Collected data:

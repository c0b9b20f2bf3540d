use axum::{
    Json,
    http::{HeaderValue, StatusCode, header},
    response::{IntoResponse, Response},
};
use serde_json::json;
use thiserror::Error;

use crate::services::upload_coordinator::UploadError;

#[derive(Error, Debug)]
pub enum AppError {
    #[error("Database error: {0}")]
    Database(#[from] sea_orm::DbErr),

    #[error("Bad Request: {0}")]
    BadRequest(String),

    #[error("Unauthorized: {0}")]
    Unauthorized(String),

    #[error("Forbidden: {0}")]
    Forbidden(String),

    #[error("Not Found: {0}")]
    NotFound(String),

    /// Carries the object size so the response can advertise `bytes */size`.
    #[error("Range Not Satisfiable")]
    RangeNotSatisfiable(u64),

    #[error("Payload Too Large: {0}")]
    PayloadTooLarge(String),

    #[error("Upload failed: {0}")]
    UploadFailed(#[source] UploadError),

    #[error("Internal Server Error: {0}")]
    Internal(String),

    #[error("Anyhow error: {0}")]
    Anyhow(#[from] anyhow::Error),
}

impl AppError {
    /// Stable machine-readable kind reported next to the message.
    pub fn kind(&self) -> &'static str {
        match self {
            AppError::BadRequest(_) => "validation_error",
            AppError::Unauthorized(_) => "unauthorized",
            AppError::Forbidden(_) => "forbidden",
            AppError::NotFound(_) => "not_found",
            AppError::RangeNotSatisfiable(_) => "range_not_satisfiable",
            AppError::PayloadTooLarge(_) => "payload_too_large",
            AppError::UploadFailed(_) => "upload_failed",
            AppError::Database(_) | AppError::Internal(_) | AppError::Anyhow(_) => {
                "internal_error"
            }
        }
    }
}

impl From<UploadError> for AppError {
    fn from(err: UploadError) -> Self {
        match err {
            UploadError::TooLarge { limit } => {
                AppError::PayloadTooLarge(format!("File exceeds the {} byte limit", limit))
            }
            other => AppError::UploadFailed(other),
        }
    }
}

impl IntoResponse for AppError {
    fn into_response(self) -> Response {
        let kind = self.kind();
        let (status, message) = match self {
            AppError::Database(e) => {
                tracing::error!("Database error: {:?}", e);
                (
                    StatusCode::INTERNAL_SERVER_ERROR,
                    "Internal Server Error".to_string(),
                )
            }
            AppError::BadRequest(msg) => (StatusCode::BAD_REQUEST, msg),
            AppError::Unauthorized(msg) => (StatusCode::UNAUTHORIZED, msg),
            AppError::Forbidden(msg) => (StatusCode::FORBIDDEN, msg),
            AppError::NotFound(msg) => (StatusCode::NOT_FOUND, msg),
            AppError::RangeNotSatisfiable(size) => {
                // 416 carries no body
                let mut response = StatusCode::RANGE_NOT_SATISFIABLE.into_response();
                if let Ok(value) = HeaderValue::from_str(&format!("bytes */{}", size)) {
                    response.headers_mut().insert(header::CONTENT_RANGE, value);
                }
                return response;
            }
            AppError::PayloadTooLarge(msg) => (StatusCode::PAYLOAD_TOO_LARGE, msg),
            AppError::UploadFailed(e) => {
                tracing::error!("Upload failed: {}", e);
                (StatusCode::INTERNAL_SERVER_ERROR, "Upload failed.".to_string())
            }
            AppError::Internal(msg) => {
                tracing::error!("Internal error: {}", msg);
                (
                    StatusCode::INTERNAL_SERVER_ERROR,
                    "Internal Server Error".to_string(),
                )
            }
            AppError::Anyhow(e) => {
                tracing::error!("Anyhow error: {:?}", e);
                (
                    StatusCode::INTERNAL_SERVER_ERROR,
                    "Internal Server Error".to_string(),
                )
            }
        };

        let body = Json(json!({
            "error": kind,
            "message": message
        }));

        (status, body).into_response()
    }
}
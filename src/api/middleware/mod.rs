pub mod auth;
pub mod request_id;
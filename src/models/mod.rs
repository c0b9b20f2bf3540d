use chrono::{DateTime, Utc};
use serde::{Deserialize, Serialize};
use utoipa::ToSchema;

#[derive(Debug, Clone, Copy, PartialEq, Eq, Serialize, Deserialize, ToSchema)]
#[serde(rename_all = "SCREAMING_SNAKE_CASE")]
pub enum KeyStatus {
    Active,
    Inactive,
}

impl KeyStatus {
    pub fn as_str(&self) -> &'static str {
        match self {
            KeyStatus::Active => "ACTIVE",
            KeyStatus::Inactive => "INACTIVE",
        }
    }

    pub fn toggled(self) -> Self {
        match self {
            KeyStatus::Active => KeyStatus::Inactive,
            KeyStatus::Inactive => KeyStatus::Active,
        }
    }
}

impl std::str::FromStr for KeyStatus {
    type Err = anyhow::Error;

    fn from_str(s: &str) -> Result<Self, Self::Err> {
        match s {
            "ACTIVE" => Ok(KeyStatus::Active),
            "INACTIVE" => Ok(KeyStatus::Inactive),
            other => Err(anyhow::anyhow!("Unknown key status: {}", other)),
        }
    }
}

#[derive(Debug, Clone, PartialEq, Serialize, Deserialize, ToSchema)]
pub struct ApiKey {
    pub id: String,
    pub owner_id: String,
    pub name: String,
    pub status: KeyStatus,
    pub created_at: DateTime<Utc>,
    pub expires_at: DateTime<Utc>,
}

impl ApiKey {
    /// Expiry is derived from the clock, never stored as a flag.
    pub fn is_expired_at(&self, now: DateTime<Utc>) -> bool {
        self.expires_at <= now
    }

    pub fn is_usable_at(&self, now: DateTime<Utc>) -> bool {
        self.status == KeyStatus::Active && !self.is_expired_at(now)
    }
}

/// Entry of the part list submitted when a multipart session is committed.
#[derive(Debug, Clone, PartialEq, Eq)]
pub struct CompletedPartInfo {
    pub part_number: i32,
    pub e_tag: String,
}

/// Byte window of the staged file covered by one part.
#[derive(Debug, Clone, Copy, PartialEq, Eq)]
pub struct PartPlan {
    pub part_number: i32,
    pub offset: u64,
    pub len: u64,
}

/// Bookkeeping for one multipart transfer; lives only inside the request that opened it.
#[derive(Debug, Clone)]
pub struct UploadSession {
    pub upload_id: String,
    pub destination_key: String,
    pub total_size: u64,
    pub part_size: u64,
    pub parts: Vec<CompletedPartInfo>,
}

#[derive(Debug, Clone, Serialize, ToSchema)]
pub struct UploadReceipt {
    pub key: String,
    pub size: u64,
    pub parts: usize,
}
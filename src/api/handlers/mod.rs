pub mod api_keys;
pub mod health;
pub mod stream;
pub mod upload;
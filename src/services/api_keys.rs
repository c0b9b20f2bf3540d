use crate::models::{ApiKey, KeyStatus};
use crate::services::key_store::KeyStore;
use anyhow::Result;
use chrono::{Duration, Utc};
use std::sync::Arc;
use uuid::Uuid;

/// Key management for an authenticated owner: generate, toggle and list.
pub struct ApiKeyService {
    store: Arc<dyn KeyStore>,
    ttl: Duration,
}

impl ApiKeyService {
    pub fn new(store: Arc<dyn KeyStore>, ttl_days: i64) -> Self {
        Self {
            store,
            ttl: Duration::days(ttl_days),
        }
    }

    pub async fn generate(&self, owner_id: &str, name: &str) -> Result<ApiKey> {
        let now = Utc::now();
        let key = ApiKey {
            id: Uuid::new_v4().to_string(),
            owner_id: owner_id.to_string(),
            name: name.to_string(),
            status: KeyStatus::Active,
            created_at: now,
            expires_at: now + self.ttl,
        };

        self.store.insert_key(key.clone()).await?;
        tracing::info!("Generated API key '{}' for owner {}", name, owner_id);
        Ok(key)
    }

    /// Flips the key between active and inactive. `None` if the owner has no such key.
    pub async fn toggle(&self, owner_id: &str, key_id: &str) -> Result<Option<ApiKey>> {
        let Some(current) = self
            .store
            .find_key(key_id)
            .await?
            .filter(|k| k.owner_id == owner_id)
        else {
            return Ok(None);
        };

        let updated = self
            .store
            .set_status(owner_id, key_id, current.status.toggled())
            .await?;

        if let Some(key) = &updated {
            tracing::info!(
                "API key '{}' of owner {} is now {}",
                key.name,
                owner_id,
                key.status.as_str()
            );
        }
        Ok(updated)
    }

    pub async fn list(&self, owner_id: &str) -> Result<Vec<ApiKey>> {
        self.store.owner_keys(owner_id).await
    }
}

▶ [Your assignment]: Across the entries above, how many lines contain "Serialize"? Provide only the count.

▶ [Answer section]: 4